Karen Knorr
Une cage à oiseau vide, le chant d’un merle qui nous joue Where have all the flowers gone juste un peu mieux qu’une boîte à musique et, aux murs, les paroles de la célèbre chanson de Pete Seeger. Méditation sur le cycle de la vie, hymne anti-guerre, ce n’est sûrement pas sans raison que cette exposition rétrospective, couvrant une trentaine d’années d’activité, commence par une installation exagérément sentimentale et sans image. Dans les années 1980, Karen Knorr réalisait des ensembles images-textes en noir et blanc, des photos mises en scène qui livraient une critique acerbe de l’Angleterre éternelle et des longues années Thatcher. Mais avant tout, ces œuvres posaient les bases d’un art photographique sur le fil entre conceptuel et politique. Ces photos, qui démontent les stéréotypes de race, de classe ou de genre, n’ont rien perdu de leur mordant, et ne font qu’à peine datées.

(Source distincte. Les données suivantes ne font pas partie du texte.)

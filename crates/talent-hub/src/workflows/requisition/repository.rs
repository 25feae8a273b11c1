use serde::{Deserialize, Serialize};

use super::domain::{JobRequisition, RequisitionId, RequisitionStatus};

/// Storage abstraction so the service can run against any durable keyed store.
///
/// `put` is a compare-and-swap on the record version: implementations must reject the
/// write with [`RepositoryError::Conflict`] when the stored version differs from
/// `expected_version`, and must bump the version on success.
pub trait RequisitionStore: Send + Sync {
    fn insert(&self, record: JobRequisition) -> Result<JobRequisition, RepositoryError>;
    fn fetch(&self, id: &RequisitionId) -> Result<Option<JobRequisition>, RepositoryError>;
    fn fetch_by_code(&self, code: &str) -> Result<Option<JobRequisition>, RepositoryError>;
    fn put(
        &self,
        record: JobRequisition,
        expected_version: u64,
    ) -> Result<JobRequisition, RepositoryError>;
    /// Active records matching `filter`, newest first.
    fn query(
        &self,
        filter: &RequisitionFilter,
        skip: usize,
        limit: usize,
    ) -> Result<Vec<JobRequisition>, RepositoryError>;
}

#[derive(Debug, Clone, PartialEq, Eq, thiserror::Error)]
pub enum RepositoryError {
    #[error("requisition {0} already exists")]
    Duplicate(RequisitionId),
    #[error("requisition {0} not found")]
    NotFound(RequisitionId),
    #[error("version conflict on {id}: expected {expected}, found {found}")]
    Conflict {
        id: RequisitionId,
        expected: u64,
        found: u64,
    },
    #[error("repository unavailable: {0}")]
    Unavailable(String),
}

#[derive(Debug, Clone, Default, PartialEq, Eq, Serialize, Deserialize)]
pub struct RequisitionFilter {
    #[serde(default)]
    pub status: Option<RequisitionStatus>,
    #[serde(default)]
    pub department: Option<String>,
}

impl RequisitionFilter {
    pub fn matches(&self, record: &JobRequisition) -> bool {
        let status_matches = self.status.map_or(true, |status| record.status == status);
        let department_matches = self
            .department
            .as_deref()
            .map_or(true, |department| record.department_request.department == department);
        record.is_active && status_matches && department_matches
    }
}

/// One page of a filtered listing.
#[derive(Debug, Clone, PartialEq, Serialize)]
pub struct RequisitionPage {
    pub items: Vec<JobRequisition>,
    pub skip: usize,
    pub limit: usize,
}
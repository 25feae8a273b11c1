use std::sync::Arc;

use axum::{
    extract::{rejection::JsonRejection, Path, Query, State},
    http::StatusCode,
    response::{IntoResponse, Response},
    routing::{get, post},
    Json, Router,
};
use serde::de::DeserializeOwned;
use serde::Deserialize;
use serde_json::{json, Value};

use super::domain::RequisitionStatus;
use super::forecast::ForecastProvider;
use super::normalize::{normalize_action, normalize_patch, normalize_submission};
use super::repository::{RequisitionFilter, RequisitionStore};
use super::service::{
    RequisitionPatch, RequisitionService, RequisitionServiceError, RequisitionSubmission,
};
use super::transition::{ActionRequest, TransitionError};

type SharedService<S, F> = Arc<RequisitionService<S, F>>;

/// Router builder exposing the requisition workflow over HTTP.
pub fn requisition_router<S, F>(service: SharedService<S, F>) -> Router
where
    S: RequisitionStore + 'static,
    F: ForecastProvider + 'static,
{
    Router::new()
        .route(
            "/api/recruitment/job-requisitions",
            get(list_handler::<S, F>).post(create_handler::<S, F>),
        )
        .route(
            "/api/recruitment/job-requisitions/:requisition_id",
            get(fetch_handler::<S, F>)
                .put(update_handler::<S, F>)
                .delete(delete_handler::<S, F>),
        )
        .route(
            "/api/recruitment/job-requisitions/:requisition_id/workflow/:step_id/action",
            post(action_handler::<S, F>),
        )
        .route("/api/recruitment/stats", get(stats_handler::<S, F>))
        .route(
            "/api/recruitment/headcount-forecast",
            get(forecast_handler::<S, F>),
        )
        .with_state(service)
}

#[derive(Debug, Default, Deserialize)]
pub(crate) struct ListQuery {
    #[serde(default)]
    skip: Option<usize>,
    #[serde(default)]
    limit: Option<usize>,
    #[serde(default)]
    status: Option<RequisitionStatus>,
    #[serde(default)]
    department: Option<String>,
}

pub(crate) async fn list_handler<S, F>(
    State(service): State<SharedService<S, F>>,
    Query(query): Query<ListQuery>,
) -> Response
where
    S: RequisitionStore + 'static,
    F: ForecastProvider + 'static,
{
    let filter = RequisitionFilter {
        status: query.status,
        department: query.department,
    };
    let skip = query.skip.unwrap_or(0);
    let limit = query.limit.unwrap_or(service.settings().page_limit);

    match service.list(&filter, skip, limit) {
        Ok(page) => (StatusCode::OK, Json(page)).into_response(),
        Err(error) => error_response(error),
    }
}

pub(crate) async fn fetch_handler<S, F>(
    State(service): State<SharedService<S, F>>,
    Path(requisition_id): Path<String>,
) -> Response
where
    S: RequisitionStore + 'static,
    F: ForecastProvider + 'static,
{
    match service.get(&requisition_id) {
        Ok(record) => (StatusCode::OK, Json(record)).into_response(),
        Err(error) => error_response(error),
    }
}

pub(crate) async fn create_handler<S, F>(
    State(service): State<SharedService<S, F>>,
    payload: Result<Json<Value>, JsonRejection>,
) -> Response
where
    S: RequisitionStore + 'static,
    F: ForecastProvider + 'static,
{
    let submission: RequisitionSubmission = match read_body(payload)
        .and_then(|payload| parse_payload(normalize_submission(payload)))
    {
        Ok(submission) => submission,
        Err(response) => return response,
    };

    match service.create(submission.department_request, &submission.created_by) {
        Ok(record) => (StatusCode::CREATED, Json(record)).into_response(),
        Err(error) => error_response(error),
    }
}

pub(crate) async fn update_handler<S, F>(
    State(service): State<SharedService<S, F>>,
    Path(requisition_id): Path<String>,
    payload: Result<Json<Value>, JsonRejection>,
) -> Response
where
    S: RequisitionStore + 'static,
    F: ForecastProvider + 'static,
{
    let patch: RequisitionPatch = match read_body(payload)
        .and_then(|payload| parse_payload(normalize_patch(payload)))
    {
        Ok(patch) => patch,
        Err(response) => return response,
    };

    match service.update(&requisition_id, patch) {
        Ok(record) => (StatusCode::OK, Json(record)).into_response(),
        Err(error) => error_response(error),
    }
}

pub(crate) async fn delete_handler<S, F>(
    State(service): State<SharedService<S, F>>,
    Path(requisition_id): Path<String>,
) -> Response
where
    S: RequisitionStore + 'static,
    F: ForecastProvider + 'static,
{
    match service.soft_delete(&requisition_id) {
        Ok(true) => (StatusCode::OK, Json(json!({ "success": true }))).into_response(),
        Ok(false) => error_response(RequisitionServiceError::NotFound(requisition_id)),
        Err(error) => error_response(error),
    }
}

pub(crate) async fn action_handler<S, F>(
    State(service): State<SharedService<S, F>>,
    Path((requisition_id, step_id)): Path<(String, String)>,
    payload: Result<Json<Value>, JsonRejection>,
) -> Response
where
    S: RequisitionStore + 'static,
    F: ForecastProvider + 'static,
{
    let request: ActionRequest = match read_body(payload)
        .and_then(|payload| parse_payload(normalize_action(payload)))
    {
        Ok(request) => request,
        Err(response) => return response,
    };

    match service.act(&requisition_id, &step_id, &request) {
        Ok(record) => (StatusCode::OK, Json(record)).into_response(),
        Err(error) => error_response(error),
    }
}

pub(crate) async fn stats_handler<S, F>(State(service): State<SharedService<S, F>>) -> Response
where
    S: RequisitionStore + 'static,
    F: ForecastProvider + 'static,
{
    match service.stats() {
        Ok(stats) => (StatusCode::OK, Json(stats)).into_response(),
        Err(error) => error_response(error),
    }
}

pub(crate) async fn forecast_handler<S, F>(State(service): State<SharedService<S, F>>) -> Response
where
    S: RequisitionStore + 'static,
    F: ForecastProvider + 'static,
{
    match service.forecast() {
        Ok(forecast) => (StatusCode::OK, Json(forecast)).into_response(),
        Err(error) => error_response(error),
    }
}

/// Malformed bodies get the same error envelope as every other failure.
fn read_body(payload: Result<Json<Value>, JsonRejection>) -> Result<Value, Response> {
    payload.map(|Json(value)| value).map_err(|rejection| {
        let body = json!({
            "error": rejection.body_text(),
            "kind": "invalid_payload",
        });
        (rejection.status(), Json(body)).into_response()
    })
}

fn parse_payload<T: DeserializeOwned>(payload: Value) -> Result<T, Response> {
    serde_json::from_value(payload).map_err(|err| {
        let body = json!({
            "error": format!("invalid payload: {err}"),
            "kind": "validation_error",
        });
        (StatusCode::UNPROCESSABLE_ENTITY, Json(body)).into_response()
    })
}

pub(crate) fn error_response(error: RequisitionServiceError) -> Response {
    let (status, kind) = match &error {
        RequisitionServiceError::Validation(_) => {
            (StatusCode::UNPROCESSABLE_ENTITY, "validation_error")
        }
        RequisitionServiceError::NotFound(_)
        | RequisitionServiceError::Transition(TransitionError::StepNotFound { .. }) => {
            (StatusCode::NOT_FOUND, "not_found")
        }
        RequisitionServiceError::Transition(TransitionError::InvalidTransition { .. }) => {
            (StatusCode::CONFLICT, "invalid_transition")
        }
        RequisitionServiceError::Transition(TransitionError::AlreadyTerminal { .. }) => {
            (StatusCode::CONFLICT, "already_terminal")
        }
        RequisitionServiceError::Conflict(_) => (StatusCode::CONFLICT, "conflict"),
        RequisitionServiceError::Duplicate(_) => (StatusCode::CONFLICT, "duplicate"),
        RequisitionServiceError::StoreUnavailable(_) => {
            (StatusCode::SERVICE_UNAVAILABLE, "store_unavailable")
        }
        RequisitionServiceError::Forecast(_) => {
            (StatusCode::SERVICE_UNAVAILABLE, "forecast_unavailable")
        }
    };

    let payload = json!({
        "error": error.to_string(),
        "kind": kind,
    });
    (status, Json(payload)).into_response()
}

Oubliant le texte (ou limitant sa place à des titres ciselés), Karen Knorr se tourne très vite vers la photo en couleur et, plus tard, la manipulation d’images. Le vol des oiseaux devant la célèbre escarpolette de Fragonard (In the Green Room, 2001) marque de ce point de vue un tournant. Les œuvres de notre siècle, jusqu’à de toutes récentes, montrent des animaux mis en scène ou plutôt insérés dans les décors de palais déserts, d’Europe, d’Inde ou d’Asie, ou dans des bâtiments modernistes. Ces animaux familiers ou exotiques pourraient bien nous représenter et servir quelque fable, et faire entendre que le passé colonial n’est pas totalement surmonté. Ils nous évoquent un univers de luxe, celui des photos de mode ramenées à une version allégorique, belle et glaciale. Mélancolie à plus d’un titre.
Du 11 mars au 29 avril 2023, Galerie Les Filles du Calvaire, 17 rue des Filles du Calvaire, 75003 Paris
Megan Rooney : Flyer and the Seed
Dans les propos sur sa peinture, Megan Rooney parle de familles d’œuvres, de tableaux qui sont comme des personnages, mais aussi du climat et du monde autour d’elle, de tout ce qui nourrit en somme une œuvre de nature abstraite mais qui n’écarte pas toute allusion figurative, tout lien avec la représentation. On retient surtout cette distinction qu’elle fait dans les étapes de son travail entre un temps de plongée à l’intérieur de la matière, un temps d’excavation et un dernier temps, dans lequel elle se sent plus proche de l’oiseau. Cette peinture a des qualités atmosphériques et géologiques, fruit d’un long travail avec différents médiums (huile, acrylique, pastel) mais aussi de procédures de ponçage et de rayure.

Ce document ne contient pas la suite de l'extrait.